A Ballet Memoir by Naomi Darvell

Cheers, everyone. This story comes out of a dance class I took in college-- one of my last. This is for real: One day it was late and everyone was kind of dragging and the teacher-- one of those scary ballet women-- suddenly said, 'I'm going to have to get my hickory stick.' I was s spanko by then & found this idea quite exciting. I don't know why I don't think of ballet and spanking more often, 'cause some of those girls are pretty sexy. Not the pale wraiths in Balanchineland, but some of those bodacious ballerinas in ABT or Dance Theater of Harlem. Even the 'turn-out' and the overdevelopment through the hips and thighs corresponds to my interest in girdles and corsetry and that whole level of physical discipline. I suppose it's just that the punishing routine of a dancer seems to make S/M redundant-- and you know that however sexy a ballet dancer may look, she's usually too drained and sore-- in the wrong places-- to feel sexy. (The guys, on the other hand, seem to be sex machines. But then ballet is much less competitive for men. And those gross padded crotches-- forget it! Please imagine any men in this story to be wearing workout clothes.)

Sorry for the ramble-- I'm putting off cleaning. Entertaining: the height of masochism.

The rest is fiction. Minors, please don't read it.

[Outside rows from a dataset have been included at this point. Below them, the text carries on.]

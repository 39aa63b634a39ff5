//! Shared notebook store.
//!
//! # Responsibility
//! - Mirror notebooks owned by the user, with collaborators and content.
//! - Keep a separate read-mostly list of notebooks shared with the user.
//! - Drive the multi-row create and delete sequences.
//!
//! # Invariants
//! - A created notebook has an owner collaborator row and a content row, or
//!   nothing is kept locally and the rows already written are deleted again.
//! - Deletion runs collaborators, content, notebook, and stops at the first
//!   failing step.
//! - The owner can never be removed from the collaborator set.

use crate::cache::snapshot_cache::{SnapshotCache, SnapshotKey};
use crate::model::notebook::{
    Collaborator, CollaboratorRole, NotebookContentRow, NotebookRow, SharedNotebook,
};
use crate::model::session::{AuthUser, UserProfile};
use crate::model::{RowId, UserId};
use crate::remote::{Embed, Filter, RemoteError, RemoteResult, RemoteStore, Table};
use crate::store::{decode_rows, log_failure, save_snapshot, SagaStep, StoreError, StoreResult};
use crate::validation::{require, validate_email, ValidationError};
use chrono::Utc;
use log::{error, info, warn};
use serde::de::DeserializeOwned;
use serde_json::{json, Value};
use std::collections::BTreeSet;
use std::sync::Arc;

const NOTEBOOK_EMBEDS: [Embed; 2] = [
    Embed::new(Table::NotebookCollaborators, "notebook_id"),
    Embed::new(Table::NotebookContent, "notebook_id"),
];

pub struct NotebookStore {
    remote: Arc<dyn RemoteStore>,
    cache: Option<Arc<SnapshotCache>>,
    owner: Option<AuthUser>,
    items: Vec<SharedNotebook>,
    shared: Vec<SharedNotebook>,
    active: Option<RowId>,
    loading: bool,
}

Ten years ago, just after my fifteenth birthday, I moved from the Midwest to take up a scholarship at a ballet school. My parents were extremely reluctant to let me go, but they were reassured by the idea that I would be living in the apartment with a ballet mom who had taken an apartment to be with her daughter and who helped finance things by taking in other ballet students.

The first thing I remember is walking into an Intermediate class (make no mistake, this was an advanced class for someone my age) to find 20 girls, and a couple of boys, mostly older than I was. I kept close to Maria, in whose apartment I was boarding and whom I had chosen to guide me through the early days. The teacher, Madame B., was not long retired from performing, but scary, with dark, tightly pulled-back hair, heavy meakeup, and long-red fingernails which heightened the drama of her gestures as she pointed, usually disapprovingly, to this or that.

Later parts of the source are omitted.